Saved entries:

—————

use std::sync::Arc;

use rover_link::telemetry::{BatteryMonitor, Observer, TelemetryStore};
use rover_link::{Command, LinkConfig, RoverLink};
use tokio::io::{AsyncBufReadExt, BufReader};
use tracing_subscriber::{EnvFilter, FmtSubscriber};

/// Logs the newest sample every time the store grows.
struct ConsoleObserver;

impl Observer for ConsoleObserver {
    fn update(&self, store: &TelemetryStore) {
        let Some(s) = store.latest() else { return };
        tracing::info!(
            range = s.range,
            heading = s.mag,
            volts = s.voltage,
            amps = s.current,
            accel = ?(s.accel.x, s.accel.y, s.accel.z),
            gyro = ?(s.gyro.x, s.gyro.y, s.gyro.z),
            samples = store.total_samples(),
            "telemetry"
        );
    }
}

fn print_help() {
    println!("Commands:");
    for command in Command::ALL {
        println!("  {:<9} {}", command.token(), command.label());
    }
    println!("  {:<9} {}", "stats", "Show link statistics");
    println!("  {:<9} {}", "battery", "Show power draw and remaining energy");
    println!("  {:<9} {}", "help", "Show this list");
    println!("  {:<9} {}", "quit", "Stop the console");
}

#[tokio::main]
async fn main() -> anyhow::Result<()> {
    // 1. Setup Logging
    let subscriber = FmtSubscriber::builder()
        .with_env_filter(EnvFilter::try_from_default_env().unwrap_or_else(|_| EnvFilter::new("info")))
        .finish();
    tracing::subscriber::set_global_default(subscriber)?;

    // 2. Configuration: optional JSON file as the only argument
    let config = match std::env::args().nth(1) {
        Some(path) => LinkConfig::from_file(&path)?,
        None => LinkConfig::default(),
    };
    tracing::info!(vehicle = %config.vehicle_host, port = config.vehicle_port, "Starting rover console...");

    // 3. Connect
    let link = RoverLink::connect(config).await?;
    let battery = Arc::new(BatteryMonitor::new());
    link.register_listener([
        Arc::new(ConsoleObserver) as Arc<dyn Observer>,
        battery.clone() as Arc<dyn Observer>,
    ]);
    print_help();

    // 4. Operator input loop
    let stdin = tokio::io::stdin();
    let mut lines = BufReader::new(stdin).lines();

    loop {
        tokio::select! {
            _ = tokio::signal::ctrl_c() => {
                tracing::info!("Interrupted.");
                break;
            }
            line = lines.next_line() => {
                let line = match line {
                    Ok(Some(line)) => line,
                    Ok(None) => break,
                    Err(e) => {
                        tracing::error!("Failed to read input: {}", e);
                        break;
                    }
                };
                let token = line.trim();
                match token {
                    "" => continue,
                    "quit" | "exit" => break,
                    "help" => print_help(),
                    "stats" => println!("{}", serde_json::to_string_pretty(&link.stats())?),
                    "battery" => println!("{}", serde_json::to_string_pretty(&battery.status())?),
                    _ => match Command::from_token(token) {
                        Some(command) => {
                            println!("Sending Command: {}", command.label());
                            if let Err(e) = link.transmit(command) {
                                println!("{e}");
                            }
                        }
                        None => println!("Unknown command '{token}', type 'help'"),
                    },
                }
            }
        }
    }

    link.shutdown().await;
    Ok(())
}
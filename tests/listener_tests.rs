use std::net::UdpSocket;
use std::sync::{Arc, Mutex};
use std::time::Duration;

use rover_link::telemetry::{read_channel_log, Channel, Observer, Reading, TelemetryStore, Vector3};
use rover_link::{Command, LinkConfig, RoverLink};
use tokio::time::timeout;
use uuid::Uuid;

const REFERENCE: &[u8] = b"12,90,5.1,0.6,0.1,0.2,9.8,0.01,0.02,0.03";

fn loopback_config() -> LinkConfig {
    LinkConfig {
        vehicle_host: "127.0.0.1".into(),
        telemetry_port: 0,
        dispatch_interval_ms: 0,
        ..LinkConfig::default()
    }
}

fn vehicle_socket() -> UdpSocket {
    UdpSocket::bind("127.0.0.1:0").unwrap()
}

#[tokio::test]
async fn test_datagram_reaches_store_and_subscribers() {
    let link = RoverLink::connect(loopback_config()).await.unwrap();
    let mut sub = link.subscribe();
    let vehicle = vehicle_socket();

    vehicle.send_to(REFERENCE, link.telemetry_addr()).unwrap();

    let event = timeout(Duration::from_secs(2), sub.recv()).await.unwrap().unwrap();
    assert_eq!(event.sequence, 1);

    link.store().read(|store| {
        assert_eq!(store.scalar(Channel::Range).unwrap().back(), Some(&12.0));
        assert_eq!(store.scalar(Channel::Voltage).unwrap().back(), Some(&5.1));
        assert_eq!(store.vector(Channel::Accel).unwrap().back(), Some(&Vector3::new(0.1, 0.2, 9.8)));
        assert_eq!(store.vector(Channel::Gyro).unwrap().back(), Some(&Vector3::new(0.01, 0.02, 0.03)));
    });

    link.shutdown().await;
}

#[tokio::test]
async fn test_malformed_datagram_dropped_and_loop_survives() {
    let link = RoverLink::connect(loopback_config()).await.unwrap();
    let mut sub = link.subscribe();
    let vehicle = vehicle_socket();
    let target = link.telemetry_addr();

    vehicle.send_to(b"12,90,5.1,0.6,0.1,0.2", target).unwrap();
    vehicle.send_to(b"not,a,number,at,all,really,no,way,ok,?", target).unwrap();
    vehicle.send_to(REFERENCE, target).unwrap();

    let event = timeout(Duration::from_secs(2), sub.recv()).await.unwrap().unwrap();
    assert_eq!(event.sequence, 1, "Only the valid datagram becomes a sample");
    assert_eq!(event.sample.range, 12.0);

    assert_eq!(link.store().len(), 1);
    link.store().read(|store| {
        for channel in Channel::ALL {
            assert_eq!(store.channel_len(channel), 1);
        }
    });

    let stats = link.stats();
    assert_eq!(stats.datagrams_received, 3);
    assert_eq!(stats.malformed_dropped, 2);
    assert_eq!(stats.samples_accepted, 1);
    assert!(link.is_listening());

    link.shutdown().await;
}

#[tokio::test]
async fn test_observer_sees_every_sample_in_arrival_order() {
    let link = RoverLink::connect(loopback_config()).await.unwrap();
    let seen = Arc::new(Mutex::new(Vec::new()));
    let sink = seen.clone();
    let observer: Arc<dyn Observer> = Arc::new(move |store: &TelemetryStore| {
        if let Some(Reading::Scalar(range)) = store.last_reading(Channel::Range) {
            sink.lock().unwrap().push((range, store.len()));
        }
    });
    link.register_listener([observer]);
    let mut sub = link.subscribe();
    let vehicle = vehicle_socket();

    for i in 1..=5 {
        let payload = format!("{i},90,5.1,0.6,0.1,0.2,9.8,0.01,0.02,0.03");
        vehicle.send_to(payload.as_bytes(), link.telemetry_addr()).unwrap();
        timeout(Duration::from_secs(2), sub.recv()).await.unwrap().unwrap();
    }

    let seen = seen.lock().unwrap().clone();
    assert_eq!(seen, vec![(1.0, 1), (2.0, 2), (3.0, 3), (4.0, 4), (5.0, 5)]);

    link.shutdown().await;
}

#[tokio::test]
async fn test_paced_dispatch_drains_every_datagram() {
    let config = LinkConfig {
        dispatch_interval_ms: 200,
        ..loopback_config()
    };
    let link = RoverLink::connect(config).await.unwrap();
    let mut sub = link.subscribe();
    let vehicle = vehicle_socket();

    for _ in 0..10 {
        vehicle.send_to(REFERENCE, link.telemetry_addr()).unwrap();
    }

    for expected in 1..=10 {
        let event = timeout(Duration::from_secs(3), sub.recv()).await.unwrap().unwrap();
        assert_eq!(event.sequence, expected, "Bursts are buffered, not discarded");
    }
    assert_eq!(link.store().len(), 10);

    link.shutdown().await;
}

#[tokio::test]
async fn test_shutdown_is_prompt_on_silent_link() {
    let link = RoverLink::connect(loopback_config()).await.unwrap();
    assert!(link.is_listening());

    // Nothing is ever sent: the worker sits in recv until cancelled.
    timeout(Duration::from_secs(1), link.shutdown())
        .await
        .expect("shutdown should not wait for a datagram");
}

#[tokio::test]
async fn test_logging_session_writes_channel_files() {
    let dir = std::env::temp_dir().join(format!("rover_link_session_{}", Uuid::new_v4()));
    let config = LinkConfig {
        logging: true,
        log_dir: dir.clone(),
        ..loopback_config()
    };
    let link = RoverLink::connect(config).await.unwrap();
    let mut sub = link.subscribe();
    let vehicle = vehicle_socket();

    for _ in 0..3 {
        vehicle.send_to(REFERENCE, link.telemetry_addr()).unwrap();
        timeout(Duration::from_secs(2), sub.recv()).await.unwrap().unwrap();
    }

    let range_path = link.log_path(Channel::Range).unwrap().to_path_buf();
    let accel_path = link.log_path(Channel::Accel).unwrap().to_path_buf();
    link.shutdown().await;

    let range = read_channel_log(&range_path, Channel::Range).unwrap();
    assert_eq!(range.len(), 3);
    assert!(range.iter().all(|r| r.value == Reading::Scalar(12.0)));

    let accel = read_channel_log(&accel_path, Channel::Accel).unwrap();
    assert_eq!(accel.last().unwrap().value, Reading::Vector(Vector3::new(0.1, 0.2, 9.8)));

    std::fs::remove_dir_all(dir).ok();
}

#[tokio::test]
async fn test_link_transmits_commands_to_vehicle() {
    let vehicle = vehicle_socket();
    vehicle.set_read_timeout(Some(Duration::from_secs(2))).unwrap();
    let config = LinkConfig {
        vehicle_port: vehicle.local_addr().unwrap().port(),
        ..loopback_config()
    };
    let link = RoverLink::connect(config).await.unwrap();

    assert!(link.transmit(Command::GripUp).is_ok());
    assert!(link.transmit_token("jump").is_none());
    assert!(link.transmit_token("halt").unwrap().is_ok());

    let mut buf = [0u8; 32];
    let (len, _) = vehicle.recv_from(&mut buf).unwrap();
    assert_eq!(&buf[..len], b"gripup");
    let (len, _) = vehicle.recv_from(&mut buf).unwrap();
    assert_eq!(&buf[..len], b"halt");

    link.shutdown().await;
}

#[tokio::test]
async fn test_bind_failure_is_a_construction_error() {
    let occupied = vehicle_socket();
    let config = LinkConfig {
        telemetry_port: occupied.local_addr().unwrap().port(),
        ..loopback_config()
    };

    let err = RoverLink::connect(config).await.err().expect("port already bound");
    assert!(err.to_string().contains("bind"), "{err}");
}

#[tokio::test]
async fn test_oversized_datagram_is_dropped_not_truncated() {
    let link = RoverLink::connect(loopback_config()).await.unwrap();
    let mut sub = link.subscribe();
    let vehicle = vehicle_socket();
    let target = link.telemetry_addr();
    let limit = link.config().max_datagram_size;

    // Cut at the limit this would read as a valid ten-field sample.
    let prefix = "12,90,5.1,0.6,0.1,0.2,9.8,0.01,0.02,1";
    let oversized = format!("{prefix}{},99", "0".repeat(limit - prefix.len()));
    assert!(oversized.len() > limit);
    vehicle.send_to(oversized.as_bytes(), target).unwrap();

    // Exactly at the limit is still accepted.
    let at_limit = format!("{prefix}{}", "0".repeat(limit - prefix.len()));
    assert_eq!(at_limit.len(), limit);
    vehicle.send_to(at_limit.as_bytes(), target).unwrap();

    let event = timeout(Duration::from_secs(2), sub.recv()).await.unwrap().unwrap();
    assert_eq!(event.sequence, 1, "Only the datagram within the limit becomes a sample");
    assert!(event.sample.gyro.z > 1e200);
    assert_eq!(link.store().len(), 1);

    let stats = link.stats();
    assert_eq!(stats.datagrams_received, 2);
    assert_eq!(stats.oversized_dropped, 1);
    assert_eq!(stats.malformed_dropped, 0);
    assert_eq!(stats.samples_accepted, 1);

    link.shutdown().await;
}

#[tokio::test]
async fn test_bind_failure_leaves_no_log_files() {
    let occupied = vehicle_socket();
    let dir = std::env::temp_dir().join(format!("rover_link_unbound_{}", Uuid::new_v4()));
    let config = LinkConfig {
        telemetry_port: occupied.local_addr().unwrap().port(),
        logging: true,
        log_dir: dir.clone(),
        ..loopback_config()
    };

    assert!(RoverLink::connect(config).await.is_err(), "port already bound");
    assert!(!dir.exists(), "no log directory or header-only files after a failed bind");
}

—————

▶ [What to do] Go through the data and show every line where "payload" occurs.

▶ [Written solution]
        let payload = format!("{i},90,5.1,0.6,0.1,0.2,9.8,0.01,0.02,0.03");
        vehicle.send_to(payload.as_bytes(), link.telemetry_addr()).unwrap();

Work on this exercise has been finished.